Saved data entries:
= Beginning of Section =

use crate::error::Error;
use crate::hasher::{self, Algorithm, ALGORITHM_SETTING};
use crate::progress::ProgressReporter;
use crate::scanner::{canonical_mtime, invalidated_paths};
use crate::storage::models::CatalogEntry;
use crate::storage::Database;
use ahash::AHashSet;
use rayon::prelude::*;
use serde::Serialize;
use std::fs;
use std::path::{Path, PathBuf};
use std::sync::atomic::{AtomicUsize, Ordering};
use std::time::Instant;
use tracing::{debug, info, warn};

/// Freshly computed on-disk state of one path.
#[derive(Debug, Clone, PartialEq, Eq, Serialize)]
pub struct LiveRecord {
    pub path: PathBuf,
    /// Empty for directories, as the catalog stores them.
    pub fingerprint: String,
    pub mod_time: String,
    pub size: i64,
    pub is_dir: bool,
}

impl LiveRecord {
    pub fn compute(path: &Path, algorithm: Algorithm) -> Result<Self, Error> {
        let metadata = fs::metadata(path).map_err(|e| match e.kind() {
            std::io::ErrorKind::NotFound => Error::NotFound(path.to_path_buf()),
            _ => Error::Io(e),
        })?;
        let is_dir = metadata.is_dir();
        Ok(Self {
            path: path.to_path_buf(),
            fingerprint: hasher::fingerprint(path, algorithm)?.unwrap_or_default(),
            mod_time: canonical_mtime(metadata.modified()?),
            size: if is_dir { 0 } else { metadata.len() as i64 },
            is_dir,
        })
    }
}

/// Compute what `update` would store for each path, without writing anything.
pub fn preview_update(paths: &[PathBuf], algorithm: Algorithm) -> Vec<Result<LiveRecord, Error>> {
    paths
        .iter()
        .map(|path| LiveRecord::compute(path, algorithm))
        .collect()
}

/// Move the record for `old_path` to `new_path`, after checking that the new
/// path really is the same file.
///
/// Fails with `NotFound` if `new_path` is absent on disk or `old_path` has no
/// record, `Conflict` if `new_path` already has a record, and
/// `IntegrityMismatch` if the file type differs or (unless
/// `ignore_fingerprint`) the fingerprint differs. Nothing is written on failure.
pub fn repair_path(
    db: &Database,
    old_path: &Path,
    new_path: &Path,
    ignore_fingerprint: bool,
) -> Result<(), Error> {
    if !new_path.exists() {
        return Err(Error::NotFound(new_path.to_path_buf()));
    }
    let entry = db
        .entry_by_path(old_path)?
        .ok_or_else(|| Error::NotFound(old_path.to_path_buf()))?;
    if db.file_id(new_path)?.is_some() {
        return Err(Error::Conflict(new_path.to_path_buf()));
    }

    let algorithm = db.fingerprint_algorithm()?;
    let live = LiveRecord::compute(new_path, algorithm)?;

    if live.is_dir != entry.is_dir {
        return Err(Error::IntegrityMismatch {
            path: new_path.to_path_buf(),
            detail: format!(
                "recorded is_dir={} but found is_dir={}",
                entry.is_dir, live.is_dir
            ),
        });
    }
    if live.fingerprint != entry.fingerprint {
        if !ignore_fingerprint {
            return Err(Error::IntegrityMismatch {
                path: new_path.to_path_buf(),
                detail: format!(
                    "recorded fingerprint {} does not match {}",
                    entry.fingerprint, live.fingerprint
                ),
            });
        }
        warn!(
            "Fingerprint of {} differs from record; keeping the new one",
            new_path.display()
        );
    }

    let tx = db.connection().unchecked_transaction()?;
    db.move_entry(entry.id, new_path)?;
    db.update_fingerprint(entry.id, &live.fingerprint, &live.mod_time, live.size)?;
    tx.commit()?;

    info!("Repaired {} -> {}", old_path.display(), new_path.display());
    Ok(())
}

/// Switch the catalog to another algorithm. Every stored fingerprint becomes
/// meaningless, so all records are invalidated in the same transaction.
pub fn change_fingerprint_algorithm(db: &Database, algorithm: Algorithm) -> Result<usize, Error> {
    let tx = db.connection().unchecked_transaction()?;
    db.set_setting(ALGORITHM_SETTING, algorithm.name())?;
    let invalidated = db.invalidate_all_fingerprints()?;
    tx.commit()?;

    info!(
        "Fingerprint algorithm set to {}; {} records invalidated",
        algorithm, invalidated
    );
    Ok(invalidated)
}

#[derive(Debug, Clone, Default, Serialize)]
pub struct RefreshSummary {
    pub candidates: usize,
    pub updated: usize,
    pub failed: Vec<PathBuf>,
}

/// Recompute fingerprints for every stale record that still exists.
///
/// Hashing runs in parallel; all updates are written in one transaction.
pub fn refresh_fingerprints(
    db: &Database,
    reporter: &dyn ProgressReporter,
) -> Result<RefreshSummary, Error> {
    let algorithm = db.fingerprint_algorithm()?;
    let entries = db.all_entries()?;
    let stale: AHashSet<PathBuf> = invalidated_paths(&entries).collect();
    let targets: Vec<&CatalogEntry> = entries
        .iter()
        .filter(|e| stale.contains(&e.path()))
        .collect();

    let total = targets.len();
    info!("Refreshing {} fingerprints with {}", total, algorithm);
    reporter.on_hash_start(total);
    let start = Instant::now();
    let hashed = AtomicUsize::new(0);

    let results: Vec<(i64, Result<LiveRecord, Error>)> = targets
        .par_iter()
        .map(|entry| {
            let record = LiveRecord::compute(&entry.path(), algorithm);
            let done = hashed.fetch_add(1, Ordering::Relaxed) + 1;
            reporter.on_hash_progress(done, total);
            (entry.id, record)
        })
        .collect();

    let mut summary = RefreshSummary {
        candidates: total,
        ..Default::default()
    };
    let tx = db.connection().unchecked_transaction()?;
    for (file_id, result) in results {
        match result {
            Ok(record) => {
                db.update_fingerprint(file_id, &record.fingerprint, &record.mod_time, record.size)?;
                summary.updated += 1;
            }
            Err(Error::NotFound(path)) => {
                debug!("{} disappeared before it could be hashed", path.display());
            }
            Err(e) => {
                warn!("Could not refresh record {}: {}", file_id, e);
                if let Some(entry) = entries.iter().find(|entry| entry.id == file_id) {
                    summary.failed.push(entry.path());
                }
            }
        }
    }
    tx.commit()?;

    reporter.on_hash_complete(summary.updated, start.elapsed().as_secs_f64());
    Ok(summary)
}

= End of Section =

TASK DESCRIPTION ▸ Each record must appear again, word for word.

EXERCISE RESULT ▸
use crate::error::Error;
use crate::hasher::{self, Algorithm, ALGORITHM_SETTING};
use crate::progress::ProgressReporter;
use crate::scanner::{canonical_mtime, invalidated_paths};
use crate::storage::models::CatalogEntry;
use crate::storage::Database;
use ahash::AHashSet;
use rayon::prelude::*;
use serde::Serialize;
use std::fs;
use std::path::{Path, PathBuf};
use std::sync::atomic::{AtomicUsize, Ordering};
use std::time::Instant;
use tracing::{debug, info, warn};

/// Freshly computed on-disk state of one path.
#[derive(Debug, Clone, PartialEq, Eq, Serialize)]
pub struct LiveRecord {
    pub path: PathBuf,
    /// Empty for directories, as the catalog stores them.
    pub fingerprint: String,
    pub mod_time: String,
    pub size: i64,
    pub is_dir: bool,
}

impl LiveRecord {
    pub fn compute(path: &Path, algorithm: Algorithm) -> Result<Self, Error> {
        let metadata = fs::metadata(path).map_err(|e| match e.kind() {
            std::io::ErrorKind::NotFound => Error::NotFound(path.to_path_buf()),
            _ => Error::Io(e),
        })?;
        let is_dir = metadata.is_dir();
        Ok(Self {
            path: path.to_path_buf(),
            fingerprint: hasher::fingerprint(path, algorithm)?.unwrap_or_default(),
            mod_time: canonical_mtime(metadata.modified()?),
            size: if is_dir { 0 } else { metadata.len() as i64 },
            is_dir,
        })
    }
}

/// Compute what `update` would store for each path, without writing anything.
pub fn preview_update(paths: &[PathBuf], algorithm: Algorithm) -> Vec<Result<LiveRecord, Error>> {
    paths
        .iter()
        .map(|path| LiveRecord::compute(path, algorithm))
        .collect()
}

/// Move the record for `old_path` to `new_path`, after checking that the new
/// path really is the same file.
///
/// Fails with `NotFound` if `new_path` is absent on disk or `old_path` has no
/// record, `Conflict` if `new_path` already has a record, and
/// `IntegrityMismatch` if the file type differs or (unless
/// `ignore_fingerprint`) the fingerprint differs. Nothing is written on failure.
pub fn repair_path(
    db: &Database,
    old_path: &Path,
    new_path: &Path,
    ignore_fingerprint: bool,
) -> Result<(), Error> {
    if !new_path.exists() {
        return Err(Error::NotFound(new_path.to_path_buf()));
    }
    let entry = db
        .entry_by_path(old_path)?
        .ok_or_else(|| Error::NotFound(old_path.to_path_buf()))?;
    if db.file_id(new_path)?.is_some() {
        return Err(Error::Conflict(new_path.to_path_buf()));
    }

    let algorithm = db.fingerprint_algorithm()?;
    let live = LiveRecord::compute(new_path, algorithm)?;

    if live.is_dir != entry.is_dir {
        return Err(Error::IntegrityMismatch {
            path: new_path.to_path_buf(),
            detail: format!(
                "recorded is_dir={} but found is_dir={}",
                entry.is_dir, live.is_dir
            ),
        });
    }
    if live.fingerprint != entry.fingerprint {
        if !ignore_fingerprint {
            return Err(Error::IntegrityMismatch {
                path: new_path.to_path_buf(),
                detail: format!(
                    "recorded fingerprint {} does not match {}",
                    entry.fingerprint, live.fingerprint
                ),
            });
        }
        warn!(
            "Fingerprint of {} differs from record; keeping the new one",
            new_path.display()
        );
    }

    let tx = db.connection().unchecked_transaction()?;
    db.move_entry(entry.id, new_path)?;
    db.update_fingerprint(entry.id, &live.fingerprint, &live.mod_time, live.size)?;
    tx.commit()?;

    info!("Repaired {} -> {}", old_path.display(), new_path.display());
    Ok(())
}

/// Switch the catalog to another algorithm. Every stored fingerprint becomes
/// meaningless, so all records are invalidated in the same transaction.
pub fn change_fingerprint_algorithm(db: &Database, algorithm: Algorithm) -> Result<usize, Error> {
    let tx = db.connection().unchecked_transaction()?;
    db.set_setting(ALGORITHM_SETTING, algorithm.name())?;
    let invalidated = db.invalidate_all_fingerprints()?;
    tx.commit()?;

    info!(
        "Fingerprint algorithm set to {}; {} records invalidated",
        algorithm, invalidated
    );
    Ok(invalidated)
}

#[derive(Debug, Clone, Default, Serialize)]
pub struct RefreshSummary {
    pub candidates: usize,
    pub updated: usize,
    pub failed: Vec<PathBuf>,
}

/// Recompute fingerprints for every stale record that still exists.
///
/// Hashing runs in parallel; all updates are written in one transaction.
pub fn refresh_fingerprints(
    db: &Database,
    reporter: &dyn ProgressReporter,
) -> Result<RefreshSummary, Error> {
    let algorithm = db.fingerprint_algorithm()?;
    let entries = db.all_entries()?;
    let stale: AHashSet<PathBuf> = invalidated_paths(&entries).collect();
    let targets: Vec<&CatalogEntry> = entries
        .iter()
        .filter(|e| stale.contains(&e.path()))
        .collect();

    let total = targets.len();
    info!("Refreshing {} fingerprints with {}", total, algorithm);
    reporter.on_hash_start(total);
    let start = Instant::now();
    let hashed = AtomicUsize::new(0);

    let results: Vec<(i64, Result<LiveRecord, Error>)> = targets
        .par_iter()
        .map(|entry| {
            let record = LiveRecord::compute(&entry.path(), algorithm);
            let done = hashed.fetch_add(1, Ordering::Relaxed) + 1;
            reporter.on_hash_progress(done, total);
            (entry.id, record)
        })
        .collect();

    let mut summary = RefreshSummary {
        candidates: total,
        ..Default::default()
    };
    let tx = db.connection().unchecked_transaction()?;
    for (file_id, result) in results {
        match result {
            Ok(record) => {
                db.update_fingerprint(file_id, &record.fingerprint, &record.mod_time, record.size)?;
                summary.updated += 1;
            }
            Err(Error::NotFound(path)) => {
                debug!("{} disappeared before it could be hashed", path.display());
            }
            Err(e) => {
                warn!("Could not refresh record {}: {}", file_id, e);
                if let Some(entry) = entries.iter().find(|entry| entry.id == file_id) {
                    summary.failed.push(entry.path());
                }
            }
        }
    }
    tx.commit()?;

    reporter.on_hash_complete(summary.updated, start.elapsed().as_secs_f64());
    Ok(summary)
}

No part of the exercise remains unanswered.